- _About this task_: Repeat only the stretch of lines below that runs from the line with "let employee = employee.ok_or_else(||" through the line with "const EVENT_COLUMNS: &str", unaltered.

- _Given records_:

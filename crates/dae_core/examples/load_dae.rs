//! Example: Load and inspect a COLLADA file.
//!
//! Run with: cargo run --example load_dae -- crates/dae_core/tests/assets/skinned_quad.dae

use std::env;

use dae_core::dae::load_dae;
use dae_core::math::Vec3;

fn main() {
    env_logger::init();

    let args: Vec<String> = env::args().collect();

    if args.len() < 2 {
        println!("Usage: load_dae <path-to-dae-file>");
        println!("\nExample:");
        println!("  cargo run --example load_dae -- crates/dae_core/tests/assets/skinned_quad.dae");
        return;
    }

    let path = &args[1];
    println!("Loading COLLADA file: {}", path);

    match load_dae(path) {
        Ok(model) => {
            println!("\n=== Model: {} (COLLADA {}) ===", model.name, model.version);
            println!("Meshes: {}", model.mesh_count());
            println!("Bones: {}", model.skeleton.len());
            println!("Animations: {}", model.animations.len());
            println!("Total vertices: {}", model.vertex_count());

            println!("\n--- Meshes ---");
            for mesh in model.sorted_meshes() {
                println!(
                    "  {} ({}) - {} polylists, {} vertices{}",
                    mesh.id,
                    mesh.name,
                    mesh.polylists.len(),
                    mesh.vertex_count(),
                    if mesh.is_skinned() { ", skinned" } else { "" }
                );
                for polylist in &mesh.polylists {
                    let material = mesh
                        .polylist_material(polylist)
                        .map(|m| m.name.as_str())
                        .unwrap_or("<unbound>");
                    println!(
                        "       {} triangles, {} floats per vertex, material {}",
                        polylist.triangle_count(),
                        polylist.layout.elements_per_vertex(),
                        material
                    );
                    if polylist.non_triangle_faces > 0 {
                        println!("       {} faces were triangulated", polylist.non_triangle_faces);
                    }
                }
            }

            println!("\n--- Nodes ---");
            for (id, node) in model.scene.iter() {
                let pos = model.scene.world_transform(id).transform_point3(Vec3::ZERO);
                println!(
                    "  {} at ({:.2}, {:.2}, {:.2})",
                    node.identifier(),
                    pos.x,
                    pos.y,
                    pos.z
                );
            }
        }
        Err(e) => {
            eprintln!("Error loading COLLADA file: {}", e);
        }
    }
}
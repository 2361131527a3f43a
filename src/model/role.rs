use serde::{Deserialize, Serialize};
use utoipa::ToSchema;

#[derive(Debug, Copy, Clone, Eq, PartialEq, Serialize, Deserialize, ToSchema)]
pub enum Role {
    Admin = 1,
    Hr = 2,
    Employee = 3,
}

impl Role {
    pub fn from_id(id: u8) -> Option<Self> {
        match id {
            1 => Some(Role::Admin),
            2 => Some(Role::Hr),
            3 => Some(Role::Employee),
            _ => None,
        }
    }

    pub fn id(self) -> u8 {
        self as u8
    }

    /// HR staff and admins see and decide every leave application.
    pub fn is_hr_or_admin(self) -> bool {
        matches!(self, Role::Admin | Role::Hr)
    }
}

#[cfg(test)]
mod tests {
    use super::*;

    #[test]
    fn role_ids_round_trip() {
        for role in [Role::Admin, Role::Hr, Role::Employee] {
            assert_eq!(Role::from_id(role.id()), Some(role));
        }
        assert_eq!(Role::from_id(0), None);
        assert_eq!(Role::from_id(4), None);
    }
}
/// Vacation days the caller still has in a year
#[utoipa::path(
    get,
    path = "/api/vacation/available",
    params(AvailableQuery),
    responses(
        (status = 200, description = "Available days", body = AvailableDays),
        (status = 403, description = "No employee with vacation days linked to the user")
    ),
    security(("bearer_auth" = [])),
    tag = "Vacation"
)]
pub async fn available_days(
    auth: AuthUser,
    pool: web::Data<MySqlPool>,
    rules: web::Data<VacationRules>,
    query: web::Query<AvailableQuery>,
) -> Result<HttpResponse, AppError> {
    let employee_id = auth.require_employee()?;
    let employee = fetch_employee(pool.get_ref(), employee_id).await?;
    could_use_vacation_service(employee.as_ref())?;
    let employee = employee.ok_or_else(|| AppError::not_found("Employee"))?;

    let today = today();
    let year = query.year.unwrap_or(today.year());
    let vacations = fetch_vacations(pool.get_ref(), employee_id).await?;
    let available = rules.available_days_for_year(
        &LeaveBalance::from(&employee),
        &vacations,
        year,
        true,
        today,
    );

    Ok(HttpResponse::Ok().json(AvailableDays { year, available }))
}
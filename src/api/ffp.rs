use crate::{
    auth::auth::AuthUser,
    error::AppError,
    model::ffp::{FfpAccounting, FfpDebt, FfpEvent},
    service::ffp::{FfpError, approve, calculate_debt, open_from_debts, validate_accountings},
};
use actix_web::{HttpResponse, web};
use chrono::NaiveDate;
use rust_decimal::Decimal;
use serde::{Deserialize, Serialize};
use sqlx::{MySql, MySqlPool, Transaction};
use tracing::info;
use utoipa::{IntoParams, ToSchema};

const EVENT_COLUMNS: &str = "id, organizer_id, title, event_date, finished";
const ACCOUNTING_COLUMNS: &str = "event_id, attendee_id, value, weighting, comment";
const DEBT_COLUMNS: &str = "id, event_id, from_id, to_id, value, approved_by_from, approved_by_to";

#[derive(Deserialize, ToSchema)]
pub struct AccountingInput {
    #[schema(example = 1002)]
    pub attendee_id: u64,
    /// Amount the attendee paid.
    #[schema(value_type = String, example = "60.00")]
    pub value: Decimal,
    /// Share of the costs the attendee carries, relative to the others.
    #[schema(value_type = String, example = "1")]
    pub weighting: Decimal,
    pub comment: Option<String>,
}

#[derive(Deserialize, ToSchema)]
pub struct CreateEvent {
    #[schema(example = "Team dinner")]
    pub title: String,
    #[schema(example = "2026-05-12", format = "date", value_type = String)]
    pub event_date: NaiveDate,
    pub accountings: Vec<AccountingInput>,
}

#[derive(Deserialize, IntoParams)]
pub struct EventFilter {
    /// Only finished or only open events
    pub finished: Option<bool>,
}

#[derive(Serialize, ToSchema)]
pub struct EventDetails {
    pub event: FfpEvent,
    pub accountings: Vec<FfpAccounting>,
    pub debts: Vec<FfpDebt>,
}

#[derive(Serialize, ToSchema)]
pub struct DebtList {
    pub debts: Vec<FfpDebt>,
    /// Debts the caller owes and has not marked as paid yet.
    #[schema(example = 2)]
    pub open_from: usize,
}

async fn event_details<'c>(
    tx: &mut Transaction<'c, MySql>,
    event: FfpEvent,
) -> Result<EventDetails, sqlx::Error> {
    let accountings = sqlx::query_as::<_, FfpAccounting>(&format!(
        "SELECT {ACCOUNTING_COLUMNS} FROM ffp_accountings WHERE event_id = ? ORDER BY attendee_id"
    ))
    .bind(event.id)
    .fetch_all(&mut **tx)
    .await?;
    let debts = sqlx::query_as::<_, FfpDebt>(&format!(
        "SELECT {DEBT_COLUMNS} FROM ffp_debts WHERE event_id = ? ORDER BY id"
    ))
    .bind(event.id)
    .fetch_all(&mut **tx)
    .await?;
    Ok(EventDetails {
        event,
        accountings,
        debts,
    })
}

fn require_participant(auth: &AuthUser, details: &EventDetails) -> Result<(), AppError> {
    let me = auth.employee_id;
    let involved = me == Some(details.event.organizer_id)
        || details.accountings.iter().any(|a| Some(a.attendee_id) == me);
    if involved || auth.role.is_hr_or_admin() {
        Ok(())
    } else {
        Err(AppError::Forbidden("Not an attendee of this event".to_string()))
    }
}

/// Create an event with its accountings
#[utoipa::path(
    post,
    path = "/api/ffp/event",
    request_body = CreateEvent,
    responses(
        (status = 201, description = "Event created", body = EventDetails),
        (status = 400, description = "Invalid accountings or unknown attendee")
    ),
    tag = "FFP",
    security(("bearer_auth" = []))
)]
pub async fn create_event(
    auth: AuthUser,
    pool: web::Data<MySqlPool>,
    payload: web::Json<CreateEvent>,
) -> Result<HttpResponse, AppError> {
    let organizer_id = auth.require_employee()?;
    if payload.title.trim().is_empty() {
        return Err(AppError::BadRequest("title is required".to_string()));
    }

    let accountings: Vec<FfpAccounting> = payload
        .accountings
        .iter()
        .map(|a| FfpAccounting {
            event_id: 0,
            attendee_id: a.attendee_id,
            value: a.value,
            weighting: a.weighting,
            comment: a.comment.clone(),
        })
        .collect();
    validate_accountings(&accountings)?;

    let mut tx = pool.begin().await?;
    let event_id = sqlx::query("INSERT INTO ffp_events (organizer_id, title, event_date) VALUES (?, ?, ?)")
        .bind(organizer_id)
        .bind(payload.title.trim())
        .bind(payload.event_date)
        .execute(&mut *tx)
        .await?
        .last_insert_id();

    for accounting in &accountings {
        sqlx::query(
            "INSERT INTO ffp_accountings (event_id, attendee_id, value, weighting, comment) \
             VALUES (?, ?, ?, ?, ?)",
        )
        .bind(event_id)
        .bind(accounting.attendee_id)
        .bind(accounting.value)
        .bind(accounting.weighting)
        .bind(&accounting.comment)
        .execute(&mut *tx)
        .await
        .map_err(|e| match e {
            sqlx::Error::Database(db_err) if db_err.is_foreign_key_violation() => {
                AppError::BadRequest(format!("Unknown attendee {}", accounting.attendee_id))
            }
            other => other.into(),
        })?;
    }

    let event = FfpEvent {
        id: event_id,
        organizer_id,
        title: payload.title.trim().to_string(),
        event_date: payload.event_date,
        finished: false,
    };
    let details = event_details(&mut tx, event).await?;
    tx.commit().await?;
    info!(event_id, attendees = accountings.len(), "FFP event created");

    Ok(HttpResponse::Created().json(details))
}

/// Events the caller organized or attended (all events for HR and admins)
#[utoipa::path(
    get,
    path = "/api/ffp/event",
    params(EventFilter),
    responses((status = 200, description = "Events, newest first", body = [FfpEvent])),
    tag = "FFP",
    security(("bearer_auth" = []))
)]
pub async fn list_events(
    auth: AuthUser,
    pool: web::Data<MySqlPool>,
    query: web::Query<EventFilter>,
) -> Result<HttpResponse, AppError> {
    let mut sql = format!("SELECT {EVENT_COLUMNS} FROM ffp_events e WHERE 1=1");
    let own = if auth.role.is_hr_or_admin() {
        None
    } else {
        Some(auth.require_employee()?)
    };

    if own.is_some() {
        sql.push_str(
            " AND (e.organizer_id = ? OR EXISTS \
             (SELECT 1 FROM ffp_accountings a WHERE a.event_id = e.id AND a.attendee_id = ?))",
        );
    }
    if query.finished.is_some() {
        sql.push_str(" AND e.finished = ?");
    }
    sql.push_str(" ORDER BY e.event_date DESC, e.id DESC");

    let mut q = sqlx::query_as::<_, FfpEvent>(&sql);
    if let Some(id) = own {
        q = q.bind(id).bind(id);
    }
    if let Some(finished) = query.finished {
        q = q.bind(finished);
    }
    let events = q.fetch_all(pool.get_ref()).await?;

    Ok(HttpResponse::Ok().json(events))
}

#[utoipa::path(
    get,
    path = "/api/ffp/event/{event_id}",
    params(("event_id" = u64, Path, description = "Event ID")),
    responses(
        (status = 200, description = "Event with accountings and debts", body = EventDetails),
        (status = 403, description = "Not an attendee"),
        (status = 404, description = "Event not found")
    ),
    tag = "FFP",
    security(("bearer_auth" = []))
)]
pub async fn get_event(
    auth: AuthUser,
    pool: web::Data<MySqlPool>,
    path: web::Path<u64>,
) -> Result<HttpResponse, AppError> {
    let event_id = path.into_inner();

    let mut tx = pool.begin().await?;
    let event = sqlx::query_as::<_, FfpEvent>(&format!(
        "SELECT {EVENT_COLUMNS} FROM ffp_events WHERE id = ?"
    ))
    .bind(event_id)
    .fetch_optional(&mut *tx)
    .await?
    .ok_or_else(|| AppError::not_found("Event"))?;
    let details = event_details(&mut tx, event).await?;
    tx.commit().await?;

    require_participant(&auth, &details)?;
    Ok(HttpResponse::Ok().json(details))
}

/// Finish an event: calculates and stores its debts
#[utoipa::path(
    post,
    path = "/api/ffp/event/{event_id}/finish",
    params(("event_id" = u64, Path, description = "Event ID")),
    responses(
        (status = 200, description = "Event finished, debts created", body = EventDetails),
        (status = 400, description = "Already finished or no weighting"),
        (status = 403, description = "Only the organizer may finish the event"),
        (status = 404, description = "Event not found")
    ),
    tag = "FFP",
    security(("bearer_auth" = []))
)]
pub async fn finish_event(
    auth: AuthUser,
    pool: web::Data<MySqlPool>,
    path: web::Path<u64>,
) -> Result<HttpResponse, AppError> {
    let event_id = path.into_inner();

    let mut tx = pool.begin().await?;
    let event = sqlx::query_as::<_, FfpEvent>(&format!(
        "SELECT {EVENT_COLUMNS} FROM ffp_events WHERE id = ? FOR UPDATE"
    ))
    .bind(event_id)
    .fetch_optional(&mut *tx)
    .await?
    .ok_or_else(|| AppError::not_found("Event"))?;

    if auth.employee_id != Some(event.organizer_id) && !auth.role.is_hr_or_admin() {
        return Err(AppError::Forbidden(
            "Only the organizer may finish the event".to_string(),
        ));
    }
    if event.finished {
        return Err(FfpError::EventFinished.into());
    }

    let mut details = event_details(&mut tx, event).await?;
    let debts = calculate_debt(&details.accountings)?;

    for debt in &debts {
        sqlx::query("INSERT INTO ffp_debts (event_id, from_id, to_id, value) VALUES (?, ?, ?, ?)")
            .bind(event_id)
            .bind(debt.from_id)
            .bind(debt.to_id)
            .bind(debt.value)
            .execute(&mut *tx)
            .await?;
    }
    sqlx::query("UPDATE ffp_events SET finished = TRUE WHERE id = ?")
        .bind(event_id)
        .execute(&mut *tx)
        .await?;

    details.event.finished = true;
    let details = event_details(&mut tx, details.event).await?;
    tx.commit().await?;
    info!(event_id, debts = debts.len(), "FFP event finished");

    Ok(HttpResponse::Ok().json(details))
}

/// Debts the caller owes or is owed
#[utoipa::path(
    get,
    path = "/api/ffp/debt",
    responses((status = 200, description = "Debts of the caller", body = DebtList)),
    tag = "FFP",
    security(("bearer_auth" = []))
)]
pub async fn debt_list(
    auth: AuthUser,
    pool: web::Data<MySqlPool>,
) -> Result<HttpResponse, AppError> {
    let employee_id = auth.require_employee()?;

    let debts = sqlx::query_as::<_, FfpDebt>(&format!(
        "SELECT {DEBT_COLUMNS} FROM ffp_debts WHERE from_id = ? OR to_id = ? ORDER BY id DESC"
    ))
    .bind(employee_id)
    .bind(employee_id)
    .fetch_all(pool.get_ref())
    .await?;

    let open_from = open_from_debts(employee_id, &debts);
    Ok(HttpResponse::Ok().json(DebtList { debts, open_from }))
}

/// Mark a debt as paid (debtor) or as received (creditor)
#[utoipa::path(
    put,
    path = "/api/ffp/debt/{debt_id}/approve",
    params(("debt_id" = u64, Path, description = "Debt ID")),
    responses(
        (status = 200, description = "Debt approved", body = FfpDebt),
        (status = 400, description = "Caller is neither debtor nor creditor"),
        (status = 404, description = "Debt not found")
    ),
    tag = "FFP",
    security(("bearer_auth" = []))
)]
pub async fn approve_debt(
    auth: AuthUser,
    pool: web::Data<MySqlPool>,
    path: web::Path<u64>,
) -> Result<HttpResponse, AppError> {
    let employee_id = auth.require_employee()?;
    let debt_id = path.into_inner();

    let mut tx = pool.begin().await?;
    let mut debt = sqlx::query_as::<_, FfpDebt>(&format!(
        "SELECT {DEBT_COLUMNS} FROM ffp_debts WHERE id = ? FOR UPDATE"
    ))
    .bind(debt_id)
    .fetch_optional(&mut *tx)
    .await?
    .ok_or_else(|| AppError::not_found("Debt"))?;

    approve(&mut debt, employee_id)?;

    sqlx::query("UPDATE ffp_debts SET approved_by_from = ?, approved_by_to = ? WHERE id = ?")
        .bind(debt.approved_by_from)
        .bind(debt.approved_by_to)
        .bind(debt_id)
        .execute(&mut *tx)
        .await?;
    tx.commit().await?;
    info!(debt_id, employee_id, "FFP debt approved");

    Ok(HttpResponse::Ok().json(debt))
}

- _Output of the exercise_:
    let employee = employee.ok_or_else(|| AppError::not_found("Employee"))?;

    let today = today();
    let year = query.year.unwrap_or(today.year());
    let vacations = fetch_vacations(pool.get_ref(), employee_id).await?;
    let available = rules.available_days_for_year(
        &LeaveBalance::from(&employee),
        &vacations,
        year,
        true,
        today,
    );

    Ok(HttpResponse::Ok().json(AvailableDays { year, available }))
}
filename src/api/ffp.rs
use crate::{
    auth::auth::AuthUser,
    error::AppError,
    model::ffp::{FfpAccounting, FfpDebt, FfpEvent},
    service::ffp::{FfpError, approve, calculate_debt, open_from_debts, validate_accountings},
};
use actix_web::{HttpResponse, web};
use chrono::NaiveDate;
use rust_decimal::Decimal;
use serde::{Deserialize, Serialize};
use sqlx::{MySql, MySqlPool, Transaction};
use tracing::info;
use utoipa::{IntoParams, ToSchema};

const EVENT_COLUMNS: &str = "id, organizer_id, title, event_date, finished";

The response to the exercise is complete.